Abstract
Small cell lung cancer (SCLC) accounts for less than 15% of the cases of lung cancer. Epidermal growth factor receptor (EGFR) mutations are rarely reported in association with SCLC. EGFR tyrosine kinase inhibitors (TKI) are approved as the first-line therapy for metastatic non-small cell lung cancer (NSCLC). The clinical effect of EGFR mutations and its response to osimertinib are unknown in SCLC. We report a case of EGFR-positive metastatic SCLC in a 63-year-old female who was treated with the third-generation TKI, osimertinib.
Keywords: tki, egfr, sclc, nsclc, osimertinib
Introduction
Lung cancer is the leading cause of cancer-related mortality in the world [1]. Lung cancers are broadly classified into small cell lung cancer (SCLC) and non-small cell lung cancer (NSCLC) based on microscopic features of the tumor cells.
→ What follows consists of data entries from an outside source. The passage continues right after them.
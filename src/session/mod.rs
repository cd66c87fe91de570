pub mod commands;
pub mod controller;
pub mod state;

pub use controller::{ControllerConfig, ScreenEvent, SessionController, SessionSnapshot};
pub use state::{SessionState, SessionStatus, TickOutcome, Transition, DEFAULT_SESSION_SECS};
mod teachable;

pub use teachable::{ModelMetadata, SimulatedClassifier, TeachableMachineLoader};

use std::sync::Arc;

use anyhow::{anyhow, Result};
use async_trait::async_trait;
use log::info;

use crate::{camera::Frame, prediction::PredictionSet};

/// A loaded pose classifier.
#[async_trait]
pub trait PoseModel: Send + Sync {
    async fn predict(&self, frame: &Frame) -> Result<PredictionSet>;

    fn total_classes(&self) -> usize;

    /// Releases backing resources. Called exactly once by [`ModelGuard`].
    fn dispose(&self);
}

#[async_trait]
pub trait ModelLoader: Send + Sync {
    async fn load(&self, model_url: &str, metadata_url: &str) -> Result<Box<dyn PoseModel>>;
}

/// Owns a model for the lifetime of a screen and disposes it on release or drop.
///
/// The poller borrows the model through cloned `Arc`s; it must be stopped before release.
pub struct ModelGuard {
    model: Option<Arc<dyn PoseModel>>,
}

impl ModelGuard {
    pub fn new(model: Box<dyn PoseModel>) -> Self {
        Self {
            model: Some(Arc::from(model)),
        }
    }

    pub fn get(&self) -> Result<Arc<dyn PoseModel>> {
        self.model
            .clone()
            .ok_or_else(|| anyhow!("model already released"))
    }

    pub fn is_released(&self) -> bool {
        self.model.is_none()
    }

    pub fn release(&mut self) {
        if let Some(model) = self.model.take() {
            model.dispose();
            info!("pose model released");
        }
    }
}

impl Drop for ModelGuard {
    fn drop(&mut self) {
        self.release();
    }
}

#[cfg(test)]
mod tests {
    use super::*;
    use std::sync::{
        atomic::{AtomicUsize, Ordering},
        Arc,
    };

    struct CountingModel {
        disposed: Arc<AtomicUsize>,
    }

    #[async_trait]
    impl PoseModel for CountingModel {
        async fn predict(&self, _frame: &Frame) -> Result<PredictionSet> {
            Ok(PredictionSet::default())
        }

        fn total_classes(&self) -> usize {
            0
        }

        fn dispose(&self) {
            self.disposed.fetch_add(1, Ordering::SeqCst);
        }
    }

    #[test]
    fn guard_disposes_once() {
        let disposed = Arc::new(AtomicUsize::new(0));
        let mut guard = ModelGuard::new(Box::new(CountingModel {
            disposed: disposed.clone(),
        }));
        assert!(guard.get().is_ok());

        guard.release();
        guard.release();
        assert!(guard.is_released());
        assert!(guard.get().is_err());
        drop(guard);

        assert_eq!(disposed.load(Ordering::SeqCst), 1);
    }

    #[test]
    fn guard_disposes_on_drop() {
        let disposed = Arc::new(AtomicUsize::new(0));
        {
            let _guard = ModelGuard::new(Box::new(CountingModel {
                disposed: disposed.clone(),
            }));
        }
        assert_eq!(disposed.load(Ordering::SeqCst), 1);
    }
}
Epidermal growth factor receptor (EGFR) mutations are present in one-third of the patients with NSCLC, with a higher prevalence in females and non-smokers and around two-third of the patients having adenocarcinoma on histology [2]. EGFR tyrosine kinase inhibitors (TKI) are the first-line of therapy for metastatic EGFR-receptor-positive NSCLC due to better clinical outcome and lesser toxicity profile as compared to standard chemotherapy [3-5].
SCLC is a neuroendocrine tumor that accounts for less than 15% cases of lung cancer [6]. SCLC has been shown to respond to platinum-based chemotherapy and immunotherapy. Often, a combination therapy has been the mainstay of treatment. EGFR mutations are rarely reported with SCLC in literature [7-9]. We present a case of a 63-year-old female with SCLC associated with EGFR mutation that was treated with the third-generation EGFR-TKI, Osimertinib.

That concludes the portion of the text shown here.